THE BOARD'S DECLARATION ON DETERMINATION OF SALARIES AND OTHER REMUNERATION TO THE EXECUTIVE MANAGEMENT

General

This statement has been prepared by the Board of Directors ("Board") of Techstep ASA ("Techstep" or the "Company") in accordance with Section 6-16a of the Norwegian Public Limited Liability Companies Act (the "Act") for consideration in the Annual General Meeting 25 April 2019. The principles defined for the salary and other compensation in this statement apply from the Annual General Meeting 2019 and until Annual General Meeting in 2020.

Guidelines for determining the remuneration of senior executives

The main principle in the Company's policy for executive compensation is that the executive team shall be offered competitive salary terms, with performance-based compensation tied to business results and shareholder value, in order to achieve the desired competence and incentives within the executive management team.

The Board has appointed a remuneration committee under management of a Board member which provides recommendations regarding salary and other benefits to the Company's executive management. The CEO's total compensation and any adjustments thereto, is first reviewed by the remuneration committee and then approved by the Board. The Board considers CEO compensation each year. The compensation of the other members of the executive management, including adjustments of these, are agreed between the CEO and the respective manager in consultation with the chairman of the Board.

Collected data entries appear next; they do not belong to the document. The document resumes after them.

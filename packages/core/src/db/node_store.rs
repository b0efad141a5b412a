//! NodeStore Trait - Storage Collaborator Contract
//!
//! This module defines the `NodeStore` trait, the only surface through which
//! the core touches persistence. Document framing, indexes and deletion
//! policy belong to the implementation; the core needs:
//!
//! - **Atomic single-document writes** (`save_node`, `update_position`, `update_path`)
//! - **Atomic filtered multi-update** (`increment_positions`)
//! - **Ordered queries** (`find_nodes`)
//!
//! # Design Decisions
//!
//! 1. **Async-First**: All methods are async so embedded and networked
//!    document stores fit behind the same trait
//! 2. **Error Handling**: Uses `anyhow::Result` for flexible backend context;
//!    `NodeService` maps failures into `NodeServiceError`
//! 3. **No transactions**: Multi-document consistency is recovered by sibling
//!    compaction rather than demanded from the backend
//!
//! # Examples
//!
//! ```rust
//! use folio_core::db::{InMemoryNodeStore, NodeStore};
//! use folio_core::models::{Node, NodeQuery, ParentFilter, SortOrder};
//!
//! # #[tokio::main]
//! # async fn main() -> anyhow::Result<()> {
//! let store = InMemoryNodeStore::new();
//! store.save_node(Node::new("page", "Home", None).with_position(0)).await?;
//!
//! let roots = store
//!     .find_nodes(&NodeQuery::new().parent(ParentFilter::Root), SortOrder::PositionAsc)
//!     .await?;
//! assert_eq!(roots.len(), 1);
//! # Ok(())
//! # }
//! ```

use crate::models::{Node, NodeQuery, SortOrder};
use anyhow::Result;
use async_trait::async_trait;
use serde::{Deserialize, Serialize};

/// Result of a delete operation
///
/// Deletes are idempotent: removing a missing document succeeds, and
/// `existed` reports whether anything was there.
#[derive(Debug, Clone, Serialize, Deserialize, PartialEq, Eq)]
pub struct DeleteResult {
    pub existed: bool,
}

impl DeleteResult {
    pub fn existed() -> Self {
        Self { existed: true }
    }

    pub fn not_found() -> Self {
        Self { existed: false }
    }
}

/// Abstraction over the document store holding nodes
///
/// # Thread Safety
///
/// Implementations must be `Send + Sync`; `NodeService` shares one store
/// across tasks behind an `Arc<dyn NodeStore>`.
#[async_trait]
pub trait NodeStore: Send + Sync {
    /// Insert or replace a whole node document
    ///
    /// Returns the stored document.
    async fn save_node(&self, node: Node) -> Result<Node>;

    /// Replace every field of an existing document except its position
    ///
    /// Returns the stored document, carrying the position already in the
    /// store. Used by saves that did not move the node, so a swap landing
    /// between their read and their write survives.
    ///
    /// The default re-reads the position right before writing, which
    /// narrows the window without closing it; backends with partial
    /// updates should override it.
    async fn save_node_content(&self, mut node: Node) -> Result<Node> {
        if let Some(stored) = self.get_node(&node.id).await? {
            node.position = stored.position;
        }
        self.save_node(node).await
    }

    /// Get a node by ID
    ///
    /// - `Ok(Some(node))` if it exists
    /// - `Ok(None)` if it doesn't (not an error)
    async fn get_node(&self, id: &str) -> Result<Option<Node>>;

    /// Find every node matching `query`, sorted by `order`
    async fn find_nodes(&self, query: &NodeQuery, order: SortOrder) -> Result<Vec<Node>>;

    /// First node matching `query` under `order`
    async fn find_one(&self, query: &NodeQuery, order: SortOrder) -> Result<Option<Node>> {
        Ok(self.find_nodes(query, order).await?.into_iter().next())
    }

    /// Number of nodes matching `query`
    async fn count_nodes(&self, query: &NodeQuery) -> Result<usize> {
        Ok(self.find_nodes(query, SortOrder::PositionAsc).await?.len())
    }

    /// Partial update of one document's position
    async fn update_position(&self, id: &str, position: u32) -> Result<()>;

    /// Write several positions as one unit
    ///
    /// The default applies them one by one; backends that can update several
    /// documents atomically should override it. A partially applied call may
    /// leave duplicate positions behind, which sibling compaction repairs.
    async fn set_positions(&self, positions: &[(String, u32)]) -> Result<()> {
        for (id, position) in positions {
            self.update_position(id, *position).await?;
        }
        Ok(())
    }

    /// Atomically add `by` to the position of every node matching `query`
    ///
    /// Returns the number of documents changed.
    async fn increment_positions(&self, query: &NodeQuery, by: u32) -> Result<u64>;

    /// Partial update of one document's cached ancestor path
    async fn update_path(&self, id: &str, path: Vec<String>) -> Result<()>;

    /// Remove one document. Never cascades to children.
    async fn delete_node(&self, id: &str) -> Result<DeleteResult>;
}
//! Domain Events
//!
//! Events emitted by `NodeService` after a change has been persisted. They
//! let other parts of the system (caches, search indexers, UIs) follow the
//! tree without coupling to the storage collaborator.
//!
//! # Event Flow
//!
//! 1. `NodeService` runs the save pipeline and persists the node
//! 2. A domain event is sent on a tokio broadcast channel
//! 3. Every subscriber receives it asynchronously

use crate::models::Node;
use serde::{Deserialize, Serialize};

/// A node's place in the tree after a move
#[derive(Debug, Clone, PartialEq, Eq, Serialize, Deserialize)]
#[serde(rename_all = "camelCase")]
pub struct HierarchyRelationship {
    /// `None` when the node sits at the root
    pub parent_id: Option<String>,
    pub child_id: String,
    pub position: u32,
}

/// Domain events emitted by `NodeService`
#[derive(Debug, Clone)]
pub enum DomainEvent {
    /// A node was saved for the first time
    NodeCreated(Node),

    /// An existing node was saved
    NodeUpdated(Node),

    /// A node changed position or parent
    NodeMoved(HierarchyRelationship),

    /// Compaction rewrote `rewritten` sibling positions under `parent_id`
    SiblingsReordered {
        parent_id: Option<String>,
        rewritten: usize,
    },
}

impl DomainEvent {
    pub fn event_type(&self) -> &str {
        match self {
            DomainEvent::NodeCreated(_) => "node:created",
            DomainEvent::NodeUpdated(_) => "node:updated",
            DomainEvent::NodeMoved(_) => "node:moved",
            DomainEvent::SiblingsReordered { .. } => "siblings:reordered",
        }
    }
}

Fixed salary and cash bonus

The Company will offer executive management competitive terms and offers a fixed salary and a variable part. The fixed part will reflect the individual manager's responsibilities and performance. The variable component will be capped at 50 % of the fixed salary and the assessment is based on the Company's and individual's achievement.

Share options

Secondly, performance based compensation is granted by share options to the executive management and certain other employees. The share option grants additional incentives toward creating long-term shareholder value. As a general rule, the share option grants vest over a period of three years, with one-third of the options vesting after each year, and the options must be exercised within a certain period following the expiry of the last vesting year. The exercise price of the options will generally take into account the market price at the time of the grant. The exercise price will be adjusted for any dividends paid before exercise and similar. The Company is entitled to settle the exercise of share options in cash, and/or with new or existing treasury shares. The Company has currently issued 10 million share options to Company's executive management and 2 million share options to other employees. The Board of Directors proposes that the

Company may issue 3 million share options to the executive management and key employees from the Annual General Meeting 2019 and until Annual General Meeting in 2020.

The pension scheme for the CEO and remaining senior executives is accounted for in Note 27 to the 2018 annual accounts. The agreed notice for the CEO is 6 months. In the event of a dismissal by the Company, the CEO is entitled to a severance pay of 6 months from the end of the notice period. For other senior executives, the agreed termination notice period is from 3 to 6 months.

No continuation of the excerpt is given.